Winston Churchill once declared that he had not become the King's chief minister to preside over the dissolution of the British empire. In fact, however, the process of decolonisation which had begun before 1939 with the Statute of Westminster (1931), and perhaps even earlier with the Anglo-Irish Treaty of 1921, gathered momentum after 1945. The granting of independence to India, Pakistan, Ceylon and Burma in the late 1940s was accompanied by withdrawal from Palestine in 1948 and in 1954 from the Suez Canal Zone. An attempt to restore British influence in the Middle East with the Suez expedition of 1956 broke down in the face of American opposition.
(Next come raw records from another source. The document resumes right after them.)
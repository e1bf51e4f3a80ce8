use serde::{Deserialize, Serialize};
use std::f64::consts::PI;

/// Number of pixels spanned by one tile image edge at every zoom level.
pub const TILE_PIXELS: u32 = 256;

/// Represents a geographical coordinate with latitude and longitude
#[derive(Debug, Clone, Copy, PartialEq, Serialize, Deserialize)]
pub struct LatLng {
    pub lat: f64,
    pub lng: f64,
}

impl LatLng {
    /// Creates a new LatLng coordinate
    pub fn new(lat: f64, lng: f64) -> Self {
        Self { lat, lng }
    }

    /// Validates that the coordinates are within valid ranges
    pub fn is_valid(&self) -> bool {
        self.lat >= -90.0 && self.lat <= 90.0 && self.lng >= -180.0 && self.lng <= 180.0
    }

    /// Projects to global pixel space, see [`lat_long_to_pixel`].
    pub fn to_pixel(&self, max_zoom: u8) -> Point {
        lat_long_to_pixel(self.lat, self.lng, max_zoom)
    }
}

impl Default for LatLng {
    fn default() -> Self {
        Self::new(0.0, 0.0)
    }
}

/// Projects a latitude/longitude pair to global pixel coordinates at the most
/// detailed zoom level.
///
/// The scale is `S = 2^(7 + max_zoom)`, so the whole world spans `2S` pixels
/// horizontally. `y` grows southwards and is negative for every valid
/// latitude.
pub fn lat_long_to_pixel(latitude: f64, longitude: f64, max_zoom: u8) -> Point {
    let scale = 2_f64.powi(7 + max_zoom as i32);
    Point::new(
        scale * (longitude / 180.0 + 1.0),
        -scale * ((PI / 4.0 + latitude * PI / 360.0).tan().ln() / PI + 1.0),
    )
}

/// Represents a point in screen, world or projected coordinates
#[derive(Debug, Clone, Copy, PartialEq, Serialize, Deserialize)]
pub struct Point {
    pub x: f64,
    pub y: f64,
}

impl Point {
    pub const ZERO: Point = Point { x: 0.0, y: 0.0 };

    pub fn new(x: f64, y: f64) -> Self {
        Self { x, y }
    }

    pub fn add(&self, other: &Point) -> Point {
        Point::new(self.x + other.x, self.y + other.y)
    }

    pub fn subtract(&self, other: &Point) -> Point {
        Point::new(self.x - other.x, self.y - other.y)
    }

    pub fn multiply(&self, scalar: f64) -> Point {
        Point::new(self.x * scalar, self.y * scalar)
    }

    pub fn distance_to(&self, other: &Point) -> f64 {
        self.subtract(other).length()
    }

    /// Euclidean length of the point seen as a vector
    pub fn length(&self) -> f64 {
        self.x.hypot(self.y)
    }

    /// Angle of the vector from the positive x axis, in radians
    pub fn angle(&self) -> f64 {
        self.y.atan2(self.x)
    }

    pub fn midpoint(&self, other: &Point) -> Point {
        self.add(other).multiply(0.5)
    }

    /// The vector rotated by a quarter turn from +x towards +y
    pub fn perpendicular(&self) -> Point {
        Point::new(-self.y, self.x)
    }

    pub fn floor(&self) -> Point {
        Point::new(self.x.floor(), self.y.floor())
    }
}

impl Default for Point {
    fn default() -> Self {
        Self::ZERO
    }
}

/// Width and height of a viewport in CSS pixels
#[derive(Debug, Clone, Copy, PartialEq, Default, Serialize, Deserialize)]
pub struct Size {
    pub width: f64,
    pub height: f64,
}

impl Size {
    pub fn new(width: f64, height: f64) -> Self {
        Self { width, height }
    }

    pub fn center(&self) -> Point {
        Point::new(self.width / 2.0, self.height / 2.0)
    }

    /// Corners of the rectangle spanning `(0, 0)` to `(width, height)`
    pub fn corners(&self) -> [Point; 4] {
        [
            Point::ZERO,
            Point::new(self.width, 0.0),
            Point::new(self.width, self.height),
            Point::new(0.0, self.height),
        ]
    }

    pub fn is_empty(&self) -> bool {
        self.width <= 0.0 || self.height <= 0.0
    }
}

/// Axis-aligned rectangle given by its top-left corner and its size
#[derive(Debug, Clone, Copy, PartialEq, Serialize, Deserialize)]
pub struct Rect {
    pub x: f64,
    pub y: f64,
    pub width: f64,
    pub height: f64,
}

impl Rect {
    pub fn new(x: f64, y: f64, width: f64, height: f64) -> Self {
        Self {
            x,
            y,
            width,
            height,
        }
    }

    /// A square whose top-left corner sits at `origin`
    pub fn square(origin: Point, side: f64) -> Self {
        Self::new(origin.x, origin.y, side, side)
    }

    pub fn min(&self) -> Point {
        Point::new(self.x, self.y)
    }

    pub fn max(&self) -> Point {
        Point::new(self.x + self.width, self.y + self.height)
    }

    /// Scales every component, used to map normalized crops to pixels
    pub fn scale(&self, sx: f64, sy: f64) -> Rect {
        Rect::new(self.x * sx, self.y * sy, self.width * sx, self.height * sy)
    }
}

/// Address of a tile image on the tile server
///
/// `zoom` is the externally requested zoom level (higher means more detail).
#[derive(Debug, Clone, Copy, PartialEq, Eq, Hash, Serialize, Deserialize)]
pub struct TileCoord {
    pub zoom: u8,
    pub x: i64,
    pub y: i64,
}

impl TileCoord {
    pub fn new(zoom: u8, x: i64, y: i64) -> Self {
        Self { zoom, x, y }
    }

    /// Cache key and URL suffix, `zoom/x/y`
    pub fn path(&self) -> String {
        format!("{}/{}/{}", self.zoom, self.x, self.y)
    }

    /// Gets the tile covering this one at the next coarser zoom level
    pub fn parent(&self) -> Option<TileCoord> {
        if self.zoom == 0 {
            None
        } else {
            Some(TileCoord::new(
                self.zoom - 1,
                self.x.div_euclid(2),
                self.y.div_euclid(2),
            ))
        }
    }

    /// Which quarter of the parent image this tile occupies.
    ///
    /// Tile rows count upwards, so an odd `y` is the upper half of its parent.
    pub fn quadrant(&self) -> (i64, i64) {
        (self.x.rem_euclid(2), 1 - self.y.rem_euclid(2))
    }
}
During the 1960s, withdrawal from empire continued apace under Harold Macmillan and his colonial secretary Iain MacLeod. It was accompanied by a policy of drawing closer to the European Economic Community. Macmillan made the first application to enter Europe in 1962 but it was not until 1973 that Britain, together with the Republic of Ireland, was finally admitted to membership. Looked at in retrospect, this apparently inexorable process of moving from overseas empire to European community would seem to be the most significant trend of post-war Britain.

Within Britain the long-term impact of commitment to Europe was to intensify the drift to the south-east. The economic decline of the north and west which had been halted during the Second World War was resumed. As they had been during the 1920s and 1930s, rates of unemployment were much higher in ‘Outer Britain’.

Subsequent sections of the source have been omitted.